** What you will do **
Return, in their exact form, the lines that lie between the start of the data below and the line containing "use tracing::warn;", with both ends included.
-------- Supplied entries
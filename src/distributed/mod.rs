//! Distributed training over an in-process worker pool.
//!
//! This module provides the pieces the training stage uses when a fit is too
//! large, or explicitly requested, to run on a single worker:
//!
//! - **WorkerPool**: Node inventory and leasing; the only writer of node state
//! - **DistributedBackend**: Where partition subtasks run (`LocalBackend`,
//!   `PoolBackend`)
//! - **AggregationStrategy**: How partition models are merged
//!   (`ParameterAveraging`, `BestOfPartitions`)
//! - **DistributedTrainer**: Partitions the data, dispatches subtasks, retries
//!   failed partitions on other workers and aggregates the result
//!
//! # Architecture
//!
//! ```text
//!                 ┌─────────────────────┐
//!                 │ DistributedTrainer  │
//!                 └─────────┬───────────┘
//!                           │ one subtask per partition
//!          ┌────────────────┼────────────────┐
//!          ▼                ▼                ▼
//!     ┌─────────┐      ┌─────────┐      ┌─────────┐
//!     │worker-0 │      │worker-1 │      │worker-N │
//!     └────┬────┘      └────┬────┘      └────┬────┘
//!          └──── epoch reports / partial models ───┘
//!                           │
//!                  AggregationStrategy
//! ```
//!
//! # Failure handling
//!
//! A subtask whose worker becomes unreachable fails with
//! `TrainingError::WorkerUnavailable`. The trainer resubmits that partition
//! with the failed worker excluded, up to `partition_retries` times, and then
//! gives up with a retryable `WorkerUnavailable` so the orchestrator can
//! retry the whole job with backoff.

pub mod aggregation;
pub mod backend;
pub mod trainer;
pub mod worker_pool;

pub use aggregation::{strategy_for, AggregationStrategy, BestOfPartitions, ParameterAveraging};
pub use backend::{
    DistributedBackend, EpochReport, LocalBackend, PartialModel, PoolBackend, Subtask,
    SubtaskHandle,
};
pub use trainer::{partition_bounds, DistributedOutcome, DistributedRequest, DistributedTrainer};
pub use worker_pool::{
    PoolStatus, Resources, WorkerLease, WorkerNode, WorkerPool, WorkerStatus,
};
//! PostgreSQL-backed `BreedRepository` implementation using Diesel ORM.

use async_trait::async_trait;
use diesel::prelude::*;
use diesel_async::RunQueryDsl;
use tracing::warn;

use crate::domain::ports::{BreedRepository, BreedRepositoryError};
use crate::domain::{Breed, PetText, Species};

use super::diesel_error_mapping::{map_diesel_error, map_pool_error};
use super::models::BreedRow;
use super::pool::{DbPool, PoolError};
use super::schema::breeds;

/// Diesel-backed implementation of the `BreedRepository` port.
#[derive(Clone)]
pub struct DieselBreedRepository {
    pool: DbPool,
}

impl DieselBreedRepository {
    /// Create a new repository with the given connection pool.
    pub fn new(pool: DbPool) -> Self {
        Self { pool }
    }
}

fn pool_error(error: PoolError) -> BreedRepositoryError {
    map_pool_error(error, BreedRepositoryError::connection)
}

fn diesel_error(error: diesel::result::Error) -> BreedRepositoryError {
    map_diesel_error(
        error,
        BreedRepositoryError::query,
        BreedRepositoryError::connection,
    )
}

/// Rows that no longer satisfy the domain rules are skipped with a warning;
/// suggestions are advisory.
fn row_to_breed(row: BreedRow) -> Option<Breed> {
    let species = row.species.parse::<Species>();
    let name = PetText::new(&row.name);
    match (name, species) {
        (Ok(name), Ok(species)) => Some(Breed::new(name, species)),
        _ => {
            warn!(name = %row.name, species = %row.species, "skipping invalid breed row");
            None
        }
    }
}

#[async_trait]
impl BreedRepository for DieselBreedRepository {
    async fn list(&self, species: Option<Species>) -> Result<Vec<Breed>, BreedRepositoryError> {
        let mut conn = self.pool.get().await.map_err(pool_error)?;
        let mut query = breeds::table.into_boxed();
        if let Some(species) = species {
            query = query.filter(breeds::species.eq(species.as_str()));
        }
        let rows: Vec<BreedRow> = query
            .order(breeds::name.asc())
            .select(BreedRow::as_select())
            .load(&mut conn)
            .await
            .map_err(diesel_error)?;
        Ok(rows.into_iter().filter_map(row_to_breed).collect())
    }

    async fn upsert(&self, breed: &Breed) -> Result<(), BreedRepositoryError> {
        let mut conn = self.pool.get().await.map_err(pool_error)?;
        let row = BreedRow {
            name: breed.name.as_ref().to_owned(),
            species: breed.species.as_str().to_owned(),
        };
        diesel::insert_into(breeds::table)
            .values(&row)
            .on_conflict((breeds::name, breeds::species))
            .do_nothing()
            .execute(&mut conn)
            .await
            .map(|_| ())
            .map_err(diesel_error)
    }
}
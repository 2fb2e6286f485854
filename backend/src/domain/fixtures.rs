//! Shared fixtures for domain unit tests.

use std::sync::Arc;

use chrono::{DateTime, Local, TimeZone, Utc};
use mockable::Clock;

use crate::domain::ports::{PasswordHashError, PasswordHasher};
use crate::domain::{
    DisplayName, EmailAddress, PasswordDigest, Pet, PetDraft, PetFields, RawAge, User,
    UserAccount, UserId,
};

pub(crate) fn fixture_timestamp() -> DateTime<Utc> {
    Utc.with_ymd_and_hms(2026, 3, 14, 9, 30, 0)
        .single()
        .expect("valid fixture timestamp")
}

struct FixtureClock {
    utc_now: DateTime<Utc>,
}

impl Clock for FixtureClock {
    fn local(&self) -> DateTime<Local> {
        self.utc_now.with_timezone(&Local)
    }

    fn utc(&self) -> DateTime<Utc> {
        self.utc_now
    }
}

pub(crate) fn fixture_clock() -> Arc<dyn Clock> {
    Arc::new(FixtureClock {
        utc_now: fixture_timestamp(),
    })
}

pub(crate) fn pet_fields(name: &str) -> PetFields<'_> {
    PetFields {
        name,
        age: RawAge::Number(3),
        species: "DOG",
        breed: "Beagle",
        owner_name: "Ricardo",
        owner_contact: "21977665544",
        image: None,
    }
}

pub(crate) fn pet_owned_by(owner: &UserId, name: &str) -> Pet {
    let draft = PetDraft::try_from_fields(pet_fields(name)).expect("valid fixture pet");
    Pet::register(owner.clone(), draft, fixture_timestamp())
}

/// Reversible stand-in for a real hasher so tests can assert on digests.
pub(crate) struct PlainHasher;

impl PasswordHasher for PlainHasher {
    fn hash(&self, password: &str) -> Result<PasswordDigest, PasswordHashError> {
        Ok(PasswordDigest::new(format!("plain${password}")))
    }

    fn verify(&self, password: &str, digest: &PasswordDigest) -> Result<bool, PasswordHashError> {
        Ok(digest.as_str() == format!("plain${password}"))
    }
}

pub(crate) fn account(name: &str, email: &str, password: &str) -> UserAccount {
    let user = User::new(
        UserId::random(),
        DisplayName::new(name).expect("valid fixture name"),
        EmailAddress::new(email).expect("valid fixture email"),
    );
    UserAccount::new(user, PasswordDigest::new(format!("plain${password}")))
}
----------------
** Response to this task **
filename src/distributed/mod.rs
//! Distributed training over an in-process worker pool.
//!
//! This module provides the pieces the training stage uses when a fit is too
//! large, or explicitly requested, to run on a single worker:
//!
//! - **WorkerPool**: Node inventory and leasing; the only writer of node state
//! - **DistributedBackend**: Where partition subtasks run (`LocalBackend`,
//!   `PoolBackend`)
//! - **AggregationStrategy**: How partition models are merged
//!   (`ParameterAveraging`, `BestOfPartitions`)
//! - **DistributedTrainer**: Partitions the data, dispatches subtasks, retries
//!   failed partitions on other workers and aggregates the result
//!
//! # Architecture
//!
//! ```text
//!                 ┌─────────────────────┐
//!                 │ DistributedTrainer  │
//!                 └─────────┬───────────┘
//!                           │ one subtask per partition
//!          ┌────────────────┼────────────────┐
//!          ▼                ▼                ▼
//!     ┌─────────┐      ┌─────────┐      ┌─────────┐
//!     │worker-0 │      │worker-1 │      │worker-N │
//!     └────┬────┘      └────┬────┘      └────┬────┘
//!          └──── epoch reports / partial models ───┘
//!                           │
//!                  AggregationStrategy
//! ```
//!
//! # Failure handling
//!
//! A subtask whose worker becomes unreachable fails with
//! `TrainingError::WorkerUnavailable`. The trainer resubmits that partition
//! with the failed worker excluded, up to `partition_retries` times, and then
//! gives up with a retryable `WorkerUnavailable` so the orchestrator can
//! retry the whole job with backoff.

pub mod aggregation;
pub mod backend;
pub mod trainer;
pub mod worker_pool;

pub use aggregation::{strategy_for, AggregationStrategy, BestOfPartitions, ParameterAveraging};
pub use backend::{
    DistributedBackend, EpochReport, LocalBackend, PartialModel, PoolBackend, Subtask,
    SubtaskHandle,
};
pub use trainer::{partition_bounds, DistributedOutcome, DistributedRequest, DistributedTrainer};
pub use worker_pool::{
    PoolStatus, Resources, WorkerLease, WorkerNode, WorkerPool, WorkerStatus,
};
//! PostgreSQL-backed `BreedRepository` implementation using Diesel ORM.

use async_trait::async_trait;
use diesel::prelude::*;
use diesel_async::RunQueryDsl;
use tracing::warn;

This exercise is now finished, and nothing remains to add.